Stablecoins Pegged Against Foreign Currency Could Affect Swiss Monetary Policy: Central Bank President

Many regulators and heads of financial institutions have expressed concern over cryptocurrencies and their use. Crypto assets come with many challenges that place financial institutions in an awkward position as far as dealing with digital assets goes.

Thomas Jordan, the president of the Swiss National Bank, said that stablecoins pegged to fiat foreign currencies could place Switzerland’s monetary policy in jeopardy. The bank’s president made this statement at the University of Basel on the 5th of September.

The Volatility of Crypto Assets

Jordan said that cryptocurrencies have limited use as a payment method, units of account, or stores of value. Cryptocurrencies are volatile and prone to fluctuations, and this affects their ability to perform those functions according to Jordan.

In his description of cryptocurrencies, Jordan said that they are speculative investment instruments and they cannot be equated to good money. People who use financial systems describe a unit of value as good if it maintains a stable value over time, if it enables easy and efficient payments, and if it is accepted by many people across the world. If these lines of definition are applied to cryptocurrencies, one can see that it is unlikely that they will be used as money in Switzerland said Jordan.

Foreign Currency Pegged Stablecoins

Some stablecoins are pegged to fiat currencies such as the USD, and these may come into use in Switzerland. Jordan said that if these kinds of stablecoins made their way into Switzerland’s system, they could impair the country’s entire monetary policy.

A stablecoin backed by the Swiss franc would have no immediate effect on the country’s monetary policy but problems come from ones pegged on foreign currency. Swiss National Bank’s president said that giving the public access to a digital currency issued by the central bank could eventually cause a bank run, and this would then threaten the country’s financial systems.

A Hub for Crypto Development

Favorable regulations and an enabling environment have made Switzerland a welcoming environment for crypto-related businesses. Many crypto companies have set base in the country, and they are running a variety of blockchain and crypto projects.

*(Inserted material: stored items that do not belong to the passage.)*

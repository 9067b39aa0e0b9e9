use std::collections::HashSet;
use std::net::{IpAddr, Ipv4Addr};

use chrono::{TimeDelta, Utc};
use proptest::prelude::*;

use leasedir::{ConflictField, Error, HardwareAddr, Lease, LeaseDirectory};

const HOSTNAMES: [&str; 6] = ["printer", "Printer", "laptop", "LAPTOP", "phone", "tv"];

#[derive(Debug, Clone)]
enum Operation {
    Add {
        ip: u8,
        hw: u8,
        host: usize,
        is_static: bool,
    },
    Remove {
        ip: u8,
        hw: u8,
    },
    UpdateStatic {
        ip: u8,
        hw: u8,
        host: usize,
    },
    Reset,
}

fn operation() -> impl Strategy<Value = Operation> {
    prop_oneof![
        6 => (0u8..8, 0u8..8, 0usize..HOSTNAMES.len(), any::<bool>())
            .prop_map(|(ip, hw, host, is_static)| Operation::Add { ip, hw, host, is_static }),
        2 => (0u8..8, 0u8..8).prop_map(|(ip, hw)| Operation::Remove { ip, hw }),
        2 => (0u8..8, 0u8..8, 0usize..HOSTNAMES.len())
            .prop_map(|(ip, hw, host)| Operation::UpdateStatic { ip, hw, host }),
        1 => Just(Operation::Reset),
    ]
}

fn lease(ip: u8, hw: u8, host: usize, is_static: bool) -> Lease {
    let ip = IpAddr::V4(Ipv4Addr::new(10, 0, 0, ip + 1));
    let hw = HardwareAddr::from([0x02, 0, 0, 0, 0, hw]);
    if is_static {
        Lease::new_static(ip, hw, HOSTNAMES[host])
    } else {
        Lease::new_dynamic(ip, hw, HOSTNAMES[host], Utc::now() + TimeDelta::hours(1))
    }
}

fn runtime() -> tokio::runtime::Runtime {
    tokio::runtime::Builder::new_current_thread()
        .enable_all()
        .build()
        .unwrap()
}

proptest! {
    #![proptest_config(ProptestConfig::with_cases(500))]

    #[test]
    fn live_leases_stay_unique(operations in prop::collection::vec(operation(), 1..64)) {
        let directory = LeaseDirectory::new(None);
        let leases = runtime().block_on(async {
            for operation in operations {
                let result = match operation {
                    Operation::Add { ip, hw, host, is_static } => {
                        directory.add_lease(lease(ip, hw, host, is_static)).await
                    }
                    Operation::Remove { ip, hw } => {
                        directory.remove_lease(&lease(ip, hw, 0, true)).await
                    }
                    Operation::UpdateStatic { ip, hw, host } => {
                        directory.update_static_lease(lease(ip, hw, host, true)).await
                    }
                    Operation::Reset => directory.reset().await,
                };
                assert!(matches!(
                    result,
                    Ok(()) | Err(Error::Conflict { .. }) | Err(Error::NotFound(_))
                ));
            }
            directory.leases().await
        });

        let mut ips = HashSet::new();
        let mut hws = HashSet::new();
        let mut hosts = HashSet::new();
        for lease in &leases {
            prop_assert!(ips.insert(lease.ip));
            prop_assert!(hws.insert(lease.hw_addr.clone()));
            prop_assert!(hosts.insert(lease.hostname.to_lowercase()));
        }

        runtime().block_on(async {
            for lease in &leases {
                assert_eq!(directory.host_by_ip(lease.ip).await.as_ref(), Some(&lease.hostname));
                assert_eq!(directory.hw_by_ip(lease.ip).await.as_ref(), Some(&lease.hw_addr));
                assert_eq!(directory.ip_by_host(&lease.hostname).await, Some(lease.ip));
            }
        });
    }

    #[test]
    fn adds_round_trip(count in 1usize..32) {
        let directory = LeaseDirectory::new(None);
        let added: Vec<Lease> = (0..count)
            .map(|index| {
                let ip = IpAddr::V4(Ipv4Addr::new(10, 1, (index / 256) as u8, (index % 256) as u8 + 1));
                let hw = HardwareAddr::from([0x02, 0, 0, 0, 1, index as u8]);
                Lease::new_static(ip, hw, format!("host-{}", index))
            })
            .collect();

        let listed = runtime().block_on(async {
            for lease in added.iter().rev() {
                directory.add_lease(lease.clone()).await.unwrap();
            }
            directory.leases().await
        });

        prop_assert_eq!(listed, added);
    }

    #[test]
    fn address_conflict_leaves_existing(hw_a in 0u8..=255, hw_b in 0u8..=255) {
        prop_assume!(hw_a != hw_b);
        let directory = LeaseDirectory::new(None);
        let original = lease(4, hw_a, 0, true);

        let (result, leases) = runtime().block_on(async {
            directory.add_lease(original.clone()).await.unwrap();
            let result = directory.add_lease(lease(4, hw_b, 2, false)).await;
            (result, directory.leases().await)
        });

        let is_address_conflict = matches!(
            result,
            Err(Error::Conflict { field: ConflictField::Address, .. })
        );
        prop_assert!(is_address_conflict);
        prop_assert_eq!(leases, vec![original]);
    }

    #[test]
    fn hardware_addr_parse_never_panics(text in ".{0,64}") {
        let _ = text.parse::<HardwareAddr>();
    }
}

Facebook placed the headquarters for its project Libra in Switzerland and authorities in the country have put the project under scrutiny. The country’s central bank is working closely with relevant authorities to ensure that Libra is compliant with the country’s regulations. The central bank’s chairman, Fritz Zurbruegg, said that it is difficult to provide a complete analysis of Libra because the documents about the project are vague.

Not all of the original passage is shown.